*** Opening of EXERCISE MATERIALS ***
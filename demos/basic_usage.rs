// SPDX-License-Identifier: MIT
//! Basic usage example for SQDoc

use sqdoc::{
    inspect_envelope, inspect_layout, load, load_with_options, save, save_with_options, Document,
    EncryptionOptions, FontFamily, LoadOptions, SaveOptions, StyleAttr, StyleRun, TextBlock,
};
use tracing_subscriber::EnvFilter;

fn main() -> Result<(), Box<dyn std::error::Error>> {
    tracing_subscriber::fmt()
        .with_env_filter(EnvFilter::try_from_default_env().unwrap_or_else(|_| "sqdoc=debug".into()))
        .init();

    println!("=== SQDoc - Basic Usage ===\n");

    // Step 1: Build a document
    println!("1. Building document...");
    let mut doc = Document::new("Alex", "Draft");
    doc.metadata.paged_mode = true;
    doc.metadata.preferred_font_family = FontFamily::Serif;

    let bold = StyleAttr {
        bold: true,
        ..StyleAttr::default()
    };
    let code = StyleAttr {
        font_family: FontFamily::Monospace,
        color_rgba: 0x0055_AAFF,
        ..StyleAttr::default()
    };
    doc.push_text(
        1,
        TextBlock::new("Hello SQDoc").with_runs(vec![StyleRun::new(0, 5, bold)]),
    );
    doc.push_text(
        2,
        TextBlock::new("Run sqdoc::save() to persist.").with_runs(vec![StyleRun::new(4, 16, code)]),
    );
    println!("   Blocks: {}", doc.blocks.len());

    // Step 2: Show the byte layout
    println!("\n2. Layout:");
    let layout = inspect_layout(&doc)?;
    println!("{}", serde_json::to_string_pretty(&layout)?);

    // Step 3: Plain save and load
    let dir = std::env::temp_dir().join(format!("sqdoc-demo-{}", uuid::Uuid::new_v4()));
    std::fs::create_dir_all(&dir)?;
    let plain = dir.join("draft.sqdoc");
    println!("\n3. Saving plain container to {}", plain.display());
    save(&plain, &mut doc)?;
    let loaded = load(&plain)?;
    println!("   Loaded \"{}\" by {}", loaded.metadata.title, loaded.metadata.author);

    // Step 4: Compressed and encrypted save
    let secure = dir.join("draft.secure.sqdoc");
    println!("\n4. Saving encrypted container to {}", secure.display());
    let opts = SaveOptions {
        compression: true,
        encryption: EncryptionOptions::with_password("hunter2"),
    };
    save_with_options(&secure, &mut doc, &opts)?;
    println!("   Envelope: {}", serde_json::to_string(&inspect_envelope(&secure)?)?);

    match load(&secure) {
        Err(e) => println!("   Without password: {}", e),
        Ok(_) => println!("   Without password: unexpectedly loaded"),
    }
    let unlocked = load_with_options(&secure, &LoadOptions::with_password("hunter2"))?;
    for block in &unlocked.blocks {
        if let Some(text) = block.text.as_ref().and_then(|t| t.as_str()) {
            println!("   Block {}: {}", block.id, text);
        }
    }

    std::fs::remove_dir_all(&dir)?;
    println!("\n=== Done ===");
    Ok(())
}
*** Close of EXERCISE MATERIALS ***
_PROBLEM DETAILS_
Set down the whole of the data, exactly as it stands.

_RESPONSE TO THE EXERCISE_
filename demos/basic_usage.rs
// SPDX-License-Identifier: MIT
//! Basic usage example for SQDoc

use sqdoc::{
    inspect_envelope, inspect_layout, load, load_with_options, save, save_with_options, Document,
    EncryptionOptions, FontFamily, LoadOptions, SaveOptions, StyleAttr, StyleRun, TextBlock,
};
use tracing_subscriber::EnvFilter;

fn main() -> Result<(), Box<dyn std::error::Error>> {
    tracing_subscriber::fmt()
        .with_env_filter(EnvFilter::try_from_default_env().unwrap_or_else(|_| "sqdoc=debug".into()))
        .init();

    println!("=== SQDoc - Basic Usage ===\n");

    // Step 1: Build a document
    println!("1. Building document...");
    let mut doc = Document::new("Alex", "Draft");
    doc.metadata.paged_mode = true;
    doc.metadata.preferred_font_family = FontFamily::Serif;

    let bold = StyleAttr {
        bold: true,
        ..StyleAttr::default()
    };
    let code = StyleAttr {
        font_family: FontFamily::Monospace,
        color_rgba: 0x0055_AAFF,
        ..StyleAttr::default()
    };
    doc.push_text(
        1,
        TextBlock::new("Hello SQDoc").with_runs(vec![StyleRun::new(0, 5, bold)]),
    );
    doc.push_text(
        2,
        TextBlock::new("Run sqdoc::save() to persist.").with_runs(vec![StyleRun::new(4, 16, code)]),
    );
    println!("   Blocks: {}", doc.blocks.len());

    // Step 2: Show the byte layout
    println!("\n2. Layout:");
    let layout = inspect_layout(&doc)?;
    println!("{}", serde_json::to_string_pretty(&layout)?);

    // Step 3: Plain save and load
    let dir = std::env::temp_dir().join(format!("sqdoc-demo-{}", uuid::Uuid::new_v4()));
    std::fs::create_dir_all(&dir)?;
    let plain = dir.join("draft.sqdoc");
    println!("\n3. Saving plain container to {}", plain.display());
    save(&plain, &mut doc)?;
    let loaded = load(&plain)?;
    println!("   Loaded \"{}\" by {}", loaded.metadata.title, loaded.metadata.author);

    // Step 4: Compressed and encrypted save
    let secure = dir.join("draft.secure.sqdoc");
    println!("\n4. Saving encrypted container to {}", secure.display());
    let opts = SaveOptions {
        compression: true,
        encryption: EncryptionOptions::with_password("hunter2"),
    };
    save_with_options(&secure, &mut doc, &opts)?;
    println!("   Envelope: {}", serde_json::to_string(&inspect_envelope(&secure)?)?);

    match load(&secure) {
        Err(e) => println!("   Without password: {}", e),
        Ok(_) => println!("   Without password: unexpectedly loaded"),
    }
    let unlocked = load_with_options(&secure, &LoadOptions::with_password("hunter2"))?;
    for block in &unlocked.blocks {
        if let Some(text) = block.text.as_ref().and_then(|t| t.as_str()) {
            println!("   Block {}: {}", block.id, text);
        }
    }

    std::fs::remove_dir_all(&dir)?;
    println!("\n=== Done ===");
    Ok(())
}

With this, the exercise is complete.